身代わり花嫁として嫁ぎましたが、どうやら旦那様も身代わりのようです?

 実際彼とは興味の対象がとても合っていて、一緒に森に入っては植物を採取して実験や研究に明け暮れた。リカルドも私も、騎士学校の中では異端。騎士としての腕が足りない分は知識で補っていこうと、二人して朝まで一緒に勉強して研鑽を積んだ。
 メキメキと強くなっていくユーリを横目に見ながら。

 こうして私たち三人のバランスは崩れた。

 崩れたはずなのに、ユーリの態度は何一つ変わらなかった。私に怒るでもなく、私を避けるでもなく、リカルドに対しての態度も変わらない。初めてリカルドに遠慮せずに私を求めてくれたと思ったのに、やっぱり彼は身を引いた。

 それが今度は悔しかった。

 興味本位でリカルドに尋ねた。

「そんなに医学や科学に没頭して、一体どうしたいの?」
「何でそんなこと聞くんだ? 逆に自分が迷ってるってだけじゃないのか?」

 リカルドの指摘は、ある意味正しかった。ユーリの気持ちと向き合えずに逃げ、騎士としての欠点にも向き合えずに別の分野に逃げた。じゃあ何で私は騎士を目指したの? なぜユーリに惹かれたの?

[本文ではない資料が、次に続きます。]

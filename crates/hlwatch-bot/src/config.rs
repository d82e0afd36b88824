//! 환경변수 기반 설정 모듈.

use std::fmt;

use crate::Result;

/// 봇 전체 설정
#[derive(Clone)]
pub struct BotConfig {
    /// 텔레그램 봇 토큰
    pub telegram_bot_token: String,
    /// 명령을 허용할 채팅 ID
    pub telegram_chat_id: i64,
    /// 감시할 지갑 주소
    pub wallet_address: String,
    /// Hyperliquid API 베이스 URL
    pub api_base_url: String,
    /// 가격 캐시 TTL (초)
    pub price_cache_ttl_secs: u64,
    /// 가격/현물 조회 타임아웃 (초)
    pub info_timeout_secs: u64,
    /// 포지션 조회 타임아웃 (초)
    pub positions_timeout_secs: u64,
}

impl BotConfig {
    /// 환경변수에서 설정 로드
    pub fn from_env() -> Result<Self> {
        dotenvy::dotenv().ok();

        let telegram_bot_token = std::env::var("TELEGRAM_BOT_TOKEN").map_err(|_| {
            crate::error::BotError::Config(
                "TELEGRAM_BOT_TOKEN 환경변수가 설정되지 않았습니다".to_string(),
            )
        })?;

        let telegram_chat_id = std::env::var("TELEGRAM_CHAT_ID")
            .map_err(|_| {
                crate::error::BotError::Config(
                    "TELEGRAM_CHAT_ID 환경변수가 설정되지 않았습니다".to_string(),
                )
            })?
            .parse::<i64>()
            .map_err(|_| {
                crate::error::BotError::Config("TELEGRAM_CHAT_ID는 숫자여야 합니다".to_string())
            })?;

        let wallet_address = std::env::var("WALLET_ADDRESS").map_err(|_| {
            crate::error::BotError::Config(
                "WALLET_ADDRESS 환경변수가 설정되지 않았습니다".to_string(),
            )
        })?;

        Ok(Self {
            telegram_bot_token,
            telegram_chat_id,
            wallet_address,
            api_base_url: std::env::var("HYPERLIQUID_API_URL")
                .unwrap_or_else(|_| hlwatch_exchange::DEFAULT_BASE_URL.to_string()),
            price_cache_ttl_secs: env_var_parse("PRICE_CACHE_TTL_SECS", 10),
            info_timeout_secs: env_var_parse("INFO_TIMEOUT_SECS", 5),
            positions_timeout_secs: env_var_parse("POSITIONS_TIMEOUT_SECS", 10),
        })
    }
}

// 봇 토큰이 로그에 남지 않도록 Debug 출력에서 가린다.
impl fmt::Debug for BotConfig {
    fn fmt(&self, f: &mut fmt::Formatter<'_>) -> fmt::Result {
        f.debug_struct("BotConfig")
            .field("telegram_bot_token", &"***")
            .field("telegram_chat_id", &self.telegram_chat_id)
            .field("wallet_address", &self.wallet_address)
            .field("api_base_url", &self.api_base_url)
            .field("price_cache_ttl_secs", &self.price_cache_ttl_secs)
            .field("info_timeout_secs", &self.info_timeout_secs)
            .field("positions_timeout_secs", &self.positions_timeout_secs)
            .finish()
    }
}

/// 환경변수에서 값을 파싱 (실패 시 기본값 사용)
fn env_var_parse<T: std::str::FromStr>(key: &str, default: T) -> T {
    std::env::var(key)
        .ok()
        .and_then(|v| v.parse().ok())
        .unwrap_or(default)
}
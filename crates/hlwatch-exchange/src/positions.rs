//! 파생상품 포지션 지표 계산.
//!
//! `clearinghouseState`의 `assetPositions` 목록을 레코드 단위로 해석해
//! [`PositionMetrics`]로 변환합니다. 잘못된 레코드 하나가 전체 리포트를
//! 중단시키지 않도록 레코드별로 격리하며, 건너뛴 레코드는 사유와 함께
//! 결과에 보존합니다.

use crate::types::{AssetPosition, PriceTable, SkipReason, SkippedRecord};
use chrono::{DateTime, Utc};
use hlwatch_core::domain::PositionMetrics;
use rust_decimal::Decimal;
use tracing::{debug, warn};

/// 포지션 계산 결과.
#[derive(Debug, Default)]
pub struct PositionEvaluation {
    /// 계산에 성공한 포지션 지표
    pub positions: Vec<PositionMetrics>,
    /// 건너뛴 레코드
    pub skipped: Vec<SkippedRecord>,
}

impl PositionEvaluation {
    /// 계산 결과 요약을 로그로 남깁니다.
    pub fn log_summary(&self) {
        debug!(
            parsed = self.positions.len(),
            skipped = self.skipped.len(),
            "position evaluation complete"
        );
    }
}

/// 원시 포지션 목록을 지표로 변환합니다.
///
/// # Arguments
///
/// * `entries` - `assetPositions` 원소 목록 (원시 JSON)
/// * `prices` - 마크 가격 테이블
/// * `now` - 스냅샷 타임스탬프
///
/// 현재 가격은 3단계 폴백으로 결정합니다:
/// 가격 테이블 → 레코드의 내장 `markPx` → 진입 가격.
/// 값 비교가 아니라 필드 존재 여부로 다음 단계로 넘어갑니다.
pub fn evaluate_positions(
    entries: &[serde_json::Value],
    prices: &PriceTable,
    now: DateTime<Utc>,
) -> PositionEvaluation {
    let mut evaluation = PositionEvaluation::default();

    for (index, entry) in entries.iter().enumerate() {
        match evaluate_entry(entry, prices, now) {
            Ok(metrics) => evaluation.positions.push(metrics),
            Err(reason) => {
                let coin = entry
                    .pointer("/position/coin")
                    .and_then(|v| v.as_str())
                    .map(String::from);

                match &reason {
                    // 사이즈 0은 정상적인 청산 상태라 조용히 제외한다
                    SkipReason::ZeroSize => {
                        debug!(index, coin = coin.as_deref(), "skipping flat position")
                    }
                    _ => warn!(
                        index,
                        coin = coin.as_deref(),
                        reason = ?reason,
                        "skipping malformed position entry"
                    ),
                }

                evaluation.skipped.push(SkippedRecord {
                    index,
                    coin,
                    reason,
                });
            }
        }
    }

    evaluation
}

fn evaluate_entry(
    entry: &serde_json::Value,
    prices: &PriceTable,
    now: DateTime<Utc>,
) -> Result<PositionMetrics, SkipReason> {
    let wrapper: AssetPosition = serde_json::from_value(entry.clone())
        .map_err(|e| SkipReason::Malformed(e.to_string()))?;
    let data = wrapper.position.ok_or(SkipReason::MissingPosition)?;

    let coin = data
        .coin
        .filter(|c| !c.is_empty())
        .ok_or(SkipReason::MissingCoin)?;

    let size = data.szi.or_zero();
    if size.is_zero() {
        return Err(SkipReason::ZeroSize);
    }

    let entry_price = data.entry_px.or_zero();
    let current_price = prices
        .get(&coin)
        .copied()
        .or_else(|| data.mark_px.value())
        .unwrap_or(entry_price);

    let position_value = size.abs() * current_price;
    let entry_value = size.abs() * entry_price;
    let leverage = data.leverage.or(Decimal::ONE);
    let margin_used = if leverage.is_zero() {
        Decimal::ZERO
    } else {
        position_value / leverage
    };

    Ok(PositionMetrics {
        symbol: coin,
        size,
        entry_price,
        current_price,
        position_value,
        entry_value,
        leverage,
        margin_used,
        liquidation_price: data.liquidation_px.or_zero(),
        unrealized_pnl: data.unrealized_pnl.or_zero(),
        timestamp: now,
    })
}

#[cfg(test)]
mod tests {
    use super::*;
    use hlwatch_core::domain::PositionSide;
    use rust_decimal_macros::dec;
    use serde_json::json;

    fn btc_entry() -> serde_json::Value {
        json!({
            "type": "oneWay",
            "position": {
                "coin": "BTC",
                "szi": "1.5",
                "entryPx": "60000",
                "liquidationPx": "50000",
                "unrealizedPnl": "1500",
                "leverage": {"type": "cross", "value": 2}
            }
        })
    }

    fn prices(pairs: &[(&str, Decimal)]) -> PriceTable {
        pairs.iter().map(|(s, p)| (s.to_string(), *p)).collect()
    }

    #[test]
    fn test_btc_position_metrics() {
        let table = prices(&[("BTC", dec!(61000))]);
        let result = evaluate_positions(&[btc_entry()], &table, Utc::now());

        assert!(result.skipped.is_empty());
        let pos = &result.positions[0];
        assert_eq!(pos.symbol, "BTC");
        assert_eq!(pos.current_price, dec!(61000));
        assert_eq!(pos.position_value, dec!(91500));
        assert_eq!(pos.entry_value, dec!(90000));
        assert_eq!(pos.margin_used, dec!(45750));
        assert_eq!(pos.side(), PositionSide::Long);
        assert_eq!(pos.liquidation_price, dec!(50000));
        assert_eq!(pos.unrealized_pnl, dec!(1500));
    }

    #[test]
    fn test_zero_size_position_dropped() {
        let entry = json!({"position": {"coin": "ETH", "szi": "0.0"}});
        let result = evaluate_positions(&[entry], &PriceTable::new(), Utc::now());

        assert!(result.positions.is_empty());
        assert_eq!(result.skipped.len(), 1);
        assert_eq!(result.skipped[0].reason, SkipReason::ZeroSize);
        assert_eq!(result.skipped[0].coin.as_deref(), Some("ETH"));
    }

    #[test]
    fn test_missing_size_treated_as_zero() {
        let entry = json!({"position": {"coin": "ETH", "entryPx": "3000"}});
        let result = evaluate_positions(&[entry], &PriceTable::new(), Utc::now());

        assert!(result.positions.is_empty());
        assert_eq!(result.skipped[0].reason, SkipReason::ZeroSize);
    }

    #[test]
    fn test_missing_position_subrecord_skipped() {
        let result =
            evaluate_positions(&[json!({"type": "oneWay"})], &PriceTable::new(), Utc::now());
        assert_eq!(result.skipped[0].reason, SkipReason::MissingPosition);
    }

    #[test]
    fn test_non_mapping_position_skipped() {
        let entry = json!({"position": "oops"});
        let result = evaluate_positions(&[entry], &PriceTable::new(), Utc::now());
        assert!(matches!(result.skipped[0].reason, SkipReason::Malformed(_)));
    }

    #[test]
    fn test_missing_coin_skipped() {
        let entry = json!({"position": {"szi": "1.0"}});
        let result = evaluate_positions(&[entry], &PriceTable::new(), Utc::now());
        assert_eq!(result.skipped[0].reason, SkipReason::MissingCoin);
    }

    #[test]
    fn test_fallback_uses_embedded_mark_price() {
        let entry = json!({
            "position": {"coin": "NEW", "szi": "2", "entryPx": "10", "markPx": "12"}
        });
        let result = evaluate_positions(&[entry], &PriceTable::new(), Utc::now());

        let pos = &result.positions[0];
        assert_eq!(pos.current_price, dec!(12));
        assert_eq!(pos.position_value, dec!(24));
    }

    #[test]
    fn test_fallback_uses_entry_price_last() {
        let entry = json!({"position": {"coin": "NEW", "szi": "2", "entryPx": "10"}});
        let result = evaluate_positions(&[entry], &PriceTable::new(), Utc::now());
        assert_eq!(result.positions[0].current_price, dec!(10));
    }

    #[test]
    fn test_price_table_beats_embedded_mark_price() {
        let entry = json!({
            "position": {"coin": "BTC", "szi": "1", "entryPx": "60000", "markPx": "59000"}
        });
        let table = prices(&[("BTC", dec!(61000))]);
        let result = evaluate_positions(&[entry], &table, Utc::now());
        assert_eq!(result.positions[0].current_price, dec!(61000));
    }

    #[test]
    fn test_zero_leverage_margin_is_zero() {
        let entry = json!({
            "position": {"coin": "BTC", "szi": "1", "entryPx": "60000", "leverage": "0"}
        });
        let table = prices(&[("BTC", dec!(61000))]);
        let result = evaluate_positions(&[entry], &table, Utc::now());

        let pos = &result.positions[0];
        assert_eq!(pos.leverage, Decimal::ZERO);
        assert_eq!(pos.margin_used, Decimal::ZERO);
    }

    #[test]
    fn test_missing_leverage_defaults_to_one() {
        let entry = json!({"position": {"coin": "BTC", "szi": "1", "entryPx": "60000"}});
        let table = prices(&[("BTC", dec!(61000))]);
        let result = evaluate_positions(&[entry], &table, Utc::now());

        let pos = &result.positions[0];
        assert_eq!(pos.leverage, Decimal::ONE);
        assert_eq!(pos.margin_used, dec!(61000));
    }

    #[test]
    fn test_short_position_keeps_signed_size() {
        let entry = json!({"position": {"coin": "ETH", "szi": "-4", "entryPx": "3000"}});
        let table = prices(&[("ETH", dec!(2900))]);
        let result = evaluate_positions(&[entry], &table, Utc::now());

        let pos = &result.positions[0];
        assert_eq!(pos.size, dec!(-4));
        assert_eq!(pos.side(), PositionSide::Short);
        assert_eq!(pos.position_value, dec!(11600));
        assert_eq!(pos.entry_value, dec!(12000));
    }

    #[test]
    fn test_one_bad_record_does_not_abort_the_rest() {
        let entries = vec![json!("garbage"), btc_entry()];
        let table = prices(&[("BTC", dec!(61000))]);
        let result = evaluate_positions(&entries, &table, Utc::now());

        assert_eq!(result.positions.len(), 1);
        assert_eq!(result.skipped.len(), 1);
        assert_eq!(result.skipped[0].index, 0);
        assert!(matches!(result.skipped[0].reason, SkipReason::Malformed(_)));
    }
}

「私は女だし……力で足りない分、知識で補いたいのよ。自分の強みを作りたいの」
「カレンは正しいな、優等生だ。僕は正しい人間じゃないから、学ぶ目的なんて大っぴらに言えない。僕がこうして学んでるのは何でかな……勉強して惚れ薬とか作れたらいいな」
「惚れ薬って……! おとぎ話の魔女じゃないんだから。それに、あなたに手に入らない相手なんているの? いつも恋愛の相手には事欠かないじゃない」
「絶対に手に入らない相手っていうのがいるんだよなあ、僕にも。いつか絶対、惚れ薬作ってやろうっと」
 

 それから何年か経って、王都でユーリたちと食事に出かけた時。ユーリが食堂の給仕の女性に釘付けになったのを見た。彼の目は、ずっとその菫色の髪の女の子を追う。

 私のことを欲していた人が、他の女性に恋に落ちる瞬間を目の当たりにした。ずっと感じていた悔しさは、嫉妬に変わる。

 三人のバランスを崩したのは私。ユーリを拒んだのも傷付けたのも私。悔しいとか妬ましいとか、そんなことを言える立場じゃないのは分かっている。逃した魚は大きいと言うけれど、ユーリは私の心の中でかけがえのない大きな存在になっていた。

 一時の気の迷いだろうと思っていたのに、ただの食堂の給仕さんだったはずの女性は、再びユーリの前に現れた。今度はリカルドの妻として。そしてそのリカルドは、今やユーリという身代わりによって演じられている。

 ユーリは私に、彼女とのことを応援して欲しいと言うだろうか。彼の心の中には、もう私という女は存在しないのだろうか。